Poco tiempo después de correr a su marido de la casa, mi madre tuvo una pareja. Un hombre sereno y divertido que se convirtió en mi padre de crianza, más justo sería decir en mi verdadero padre —a los papás que abandonan se les debe emparedar en algún lugar de la conciencia y continuar la vida en paz—. A mi papá no le gusta que nadie fume; y no sólo lo aborrece sino que lo condena. Así que, primero, mi mamá y yo dejamos de tener nuestro momento favorito del día —o al menos yo—, aunque ya no lo necesitábamos como hasta entonces, pues sus tratos se ablandaron —según mis deducciones— por el enamoramiento y más tarde por la presencia de mi papá que odia y condena tanto o más que fumar que se les pegue o maltrate a los niños. 

“Por fortuna mi vicio es más fuerte que la culpa.

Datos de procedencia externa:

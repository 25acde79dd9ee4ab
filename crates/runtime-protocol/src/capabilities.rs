//! Initialize result and the capability subset the runtime routes on.
//!
//! Leaf capability types come from `lsp_types`. The router only types the
//! fields it inspects or must merge with a rule of their own; everything else
//! a server advertises is kept in the flattened `other` maps and merged with
//! the generic JSON rules.

use lsp_types::{
    ExecuteCommandOptions, SaveOptions, ServerInfo, TextDocumentSyncCapability, TextDocumentSyncKind,
    TextDocumentSyncOptions, TextDocumentSyncSaveOptions, WorkDoneProgressOptions,
};
use serde::{Deserialize, Serialize};
use serde_json::{Map, Value};

use crate::merge::{Merge, union};

// ─────────────────────────────────────────────────────────────────────────────
// Initialize result
// ─────────────────────────────────────────────────────────────────────────────

/// The `initialize` result, either one server's partial answer or the merged
/// answer returned to the client.
#[derive(Debug, Clone, Default, PartialEq, Serialize, Deserialize)]
pub struct InitializeResult {
    #[serde(default)]
    pub capabilities: ServerCapabilities,
    #[serde(rename = "awsServerCapabilities", default, skip_serializing_if = "Option::is_none")]
    pub aws_server_capabilities: Option<AwsServerCapabilities>,
    #[serde(rename = "serverInfo", default, skip_serializing_if = "Option::is_none")]
    pub server_info: Option<ServerInfo>,
}

impl InitializeResult {
    /// The lowest-priority base every merged initialize result starts from.
    pub fn router_default(name: impl Into<String>, version: Option<String>) -> Self {
        Self {
            capabilities: ServerCapabilities {
                text_document_sync: Some(TextDocumentSyncCapability::Options(TextDocumentSyncOptions {
                    open_close: Some(true),
                    change: Some(TextDocumentSyncKind::INCREMENTAL),
                    will_save: None,
                    will_save_wait_until: None,
                    save: None,
                })),
                ..Default::default()
            },
            aws_server_capabilities: None,
            server_info: Some(ServerInfo {
                name: name.into(),
                version,
            }),
        }
    }

    /// Whether `executeCommandProvider.commands` lists `command`.
    pub fn declares_command(&self, command: &str) -> bool {
        self.capabilities
            .execute_command_provider
            .as_ref()
            .is_some_and(|p| p.commands.iter().any(|c| c == command))
    }

    /// Whether `awsServerCapabilities.configurationProvider.sections` lists `section`.
    pub fn declares_configuration_section(&self, section: &str) -> bool {
        self.aws_server_capabilities
            .as_ref()
            .and_then(|aws| aws.configuration_provider.as_ref())
            .is_some_and(|p| p.sections.iter().any(|s| s == section))
    }
}

impl Merge for InitializeResult {
    fn merge(self, secondary: Self) -> Self {
        Self {
            capabilities: self.capabilities.merge(secondary.capabilities),
            aws_server_capabilities: self
                .aws_server_capabilities
                .merge(secondary.aws_server_capabilities),
            server_info: self.server_info.or(secondary.server_info),
        }
    }
}

// ─────────────────────────────────────────────────────────────────────────────
// Server capabilities
// ─────────────────────────────────────────────────────────────────────────────

#[derive(Debug, Clone, Default, PartialEq, Serialize, Deserialize)]
pub struct ServerCapabilities {
    #[serde(rename = "textDocumentSync", default, skip_serializing_if = "Option::is_none")]
    pub text_document_sync: Option<TextDocumentSyncCapability>,
    #[serde(rename = "executeCommandProvider", default, skip_serializing_if = "Option::is_none")]
    pub execute_command_provider: Option<ExecuteCommandOptions>,
    #[serde(flatten)]
    pub other: Map<String, Value>,
}

impl Merge for ServerCapabilities {
    fn merge(self, secondary: Self) -> Self {
        Self {
            text_document_sync: self.text_document_sync.merge(secondary.text_document_sync),
            execute_command_provider: self
                .execute_command_provider
                .merge(secondary.execute_command_provider),
            other: self.other.merge(secondary.other),
        }
    }
}

/// Builds `executeCommandProvider` options for `commands`.
pub fn execute_command_options<I, S>(commands: I) -> ExecuteCommandOptions
where
    I: IntoIterator<Item = S>,
    S: Into<String>,
{
    ExecuteCommandOptions {
        commands: commands.into_iter().map(Into::into).collect(),
        work_done_progress_options: WorkDoneProgressOptions::default(),
    }
}

// ─────────────────────────────────────────────────────────────────────────────
// Merge rules for lsp_types leaves
// ─────────────────────────────────────────────────────────────────────────────

/// A bare kind and an options object cannot be combined; the primary form
/// is kept whole.
impl Merge for TextDocumentSyncCapability {
    fn merge(self, secondary: Self) -> Self {
        match (self, secondary) {
            (Self::Options(primary), Self::Options(secondary)) => Self::Options(primary.merge(secondary)),
            (primary, _) => primary,
        }
    }
}

impl Merge for TextDocumentSyncOptions {
    fn merge(self, secondary: Self) -> Self {
        Self {
            open_close: self.open_close.or(secondary.open_close),
            change: self.change.or(secondary.change),
            will_save: self.will_save.or(secondary.will_save),
            will_save_wait_until: self.will_save_wait_until.or(secondary.will_save_wait_until),
            save: self.save.merge(secondary.save),
        }
    }
}

impl Merge for TextDocumentSyncSaveOptions {
    fn merge(self, secondary: Self) -> Self {
        match (self, secondary) {
            (Self::SaveOptions(primary), Self::SaveOptions(secondary)) => Self::SaveOptions(SaveOptions {
                include_text: primary.include_text.or(secondary.include_text),
            }),
            (primary, _) => primary,
        }
    }
}

impl Merge for ExecuteCommandOptions {
    fn merge(self, secondary: Self) -> Self {
        Self {
            commands: union(self.commands, secondary.commands),
            work_done_progress_options: WorkDoneProgressOptions {
                work_done_progress: self
                    .work_done_progress_options
                    .work_done_progress
                    .or(secondary.work_done_progress_options.work_done_progress),
            },
        }
    }
}

// ─────────────────────────────────────────────────────────────────────────────
// AWS extension capabilities
// ─────────────────────────────────────────────────────────────────────────────

#[derive(Debug, Clone, Default, PartialEq, Serialize, Deserialize)]
pub struct AwsServerCapabilities {
    #[serde(rename = "configurationProvider", default, skip_serializing_if = "Option::is_none")]
    pub configuration_provider: Option<ConfigurationProvider>,
    #[serde(flatten)]
    pub other: Map<String, Value>,
}

impl Merge for AwsServerCapabilities {
    fn merge(self, secondary: Self) -> Self {
        Self {
            configuration_provider: self
                .configuration_provider
                .merge(secondary.configuration_provider),
            other: self.other.merge(secondary.other),
        }
    }
}

/// Configuration sections a server can answer `aws/getConfigurationFromServer` for.
#[derive(Debug, Clone, Default, PartialEq, Eq, Serialize, Deserialize)]
pub struct ConfigurationProvider {
    #[serde(default)]
    pub sections: Vec<String>,
}

impl ConfigurationProvider {
    pub fn new<I, S>(sections: I) -> Self
    where
        I: IntoIterator<Item = S>,
        S: Into<String>,
    {
        Self {
            sections: sections.into_iter().map(Into::into).collect(),
        }
    }
}

impl Merge for ConfigurationProvider {
    fn merge(self, secondary: Self) -> Self {
        Self {
            sections: union(self.sections, secondary.sections),
        }
    }
}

Me refiero al vicio del tabaco, sí, pero más que nada al vicio de ser y hacer lo que se me antoja.”

La primera noche que dormí en mi propia casa fue a los diecinueve años. Me compré una cajetilla dorada de unos cigarros largos, y esa noche coroné aquella victoria fumando en calzones en la cama. Me dolió un poco la cabeza, cabe decirlo, pero estaba feliz. No era la primera vez que fumaba, claro, en la preparatoria aprendí a hacerlo con fluidez. Y no sólo eso, por ese primer contraste de vida que se da en esa etapa, supe que mi madre fumaba cigarros “de viejitos”, además de que eran horribles y fuertísimos. Lo cual me llevó a deducir que tal vez fumaba en su trabajo, aunque es poco probable; o que necesitaba un golpe duro y horrendo de ese único cigarro para vencer la mente y el dolor emocional. 

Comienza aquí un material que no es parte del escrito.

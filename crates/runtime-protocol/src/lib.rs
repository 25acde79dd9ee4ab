//! LSP Runtime - Protocol Types
//!
//! JSON-RPC 2.0 / LSP types shared by the transport, services and router.
//! Standard LSP shapes are re-exported from `lsp_types`.
//! This crate is the single source of truth for method names, error codes,
//! wire payloads and the capability merge rules.

pub mod auth;
pub mod capabilities;
pub mod chat;
pub mod encryption;
pub mod error;
pub mod jsonrpc;
pub mod lifecycle;
pub mod merge;
pub mod methods;
pub mod notification;

pub use auth::{
    BearerCredentials, ConnectionMetadata, Credentials, CredentialsType, IamCredentials,
    SsoConnectionType, UpdateCredentialsParams,
};
pub use capabilities::{
    AwsServerCapabilities, ConfigurationProvider, InitializeResult, ServerCapabilities,
    execute_command_options,
};
pub use encryption::EncryptionInitialization;
pub use error::{ErrorCode, ResponseError};
pub use jsonrpc::{HandlerResult, Message, Notification, Request, RequestId, Response, parse_params};
pub use lifecycle::{
    ClientInfo, DidChangeConfigurationParams, ExecuteCommandParams, GetConfigurationFromServerParams,
    InitializeParams, WorkspaceFolder,
};
pub use lsp_types::{
    ExecuteCommandOptions, ServerInfo, TextDocumentSyncCapability, TextDocumentSyncKind,
    TextDocumentSyncOptions, Uri,
};
pub use merge::Merge;
pub use methods::{ClientMethods, Methods};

Así que por eso compré aquella cajetilla dorada, para diferenciarme de mi mamá, pero también para demostrar por todos los frentes que estaba siendo una mujer con su propio departamento —que poco después no pudimos pagar mi amiga y yo. Una mujer que estaba haciendo lo que le venía en gana —la casera nos prohibió invitar a nuestros novios— y que fumaba hasta el hartazgo —el cual llegaba después del primer larguísimo cigarro.

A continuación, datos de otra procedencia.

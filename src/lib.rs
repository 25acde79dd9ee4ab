//! LSP Runtime
//!
//! Hosts LSP servers behind one stdio connection. The binary wires the CLI,
//! logging and the optional encryption handshake onto a
//! [`runtime_server::Runtime`]; this library holds the pieces the binary and
//! its tests share.

pub mod cli;
pub mod runtime_info;

pub use cli::{Cli, HANDSHAKE_FAILURE_EXIT_CODE};
pub use runtime_info::RuntimeInfoServer;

En la universidad fumé mucho más. Culpo a que mi centro universitario está ubicado a la orilla de una barranca impresionante. Los cerros verdísimos, la neblina que se metía hasta los salones y el precioso mirador eran una invitación ineludible para encender un cigarro —y otros más— y observar aquel paisaje que se pintaba de morado, azul o tonos cálidos al inicio y final del día. Todos mis amigos fumaban, los que no terminaron haciéndolo, y los que ya lo hacíamos lo hacíamos más. Tal como sucede con casi todo durante la universidad. 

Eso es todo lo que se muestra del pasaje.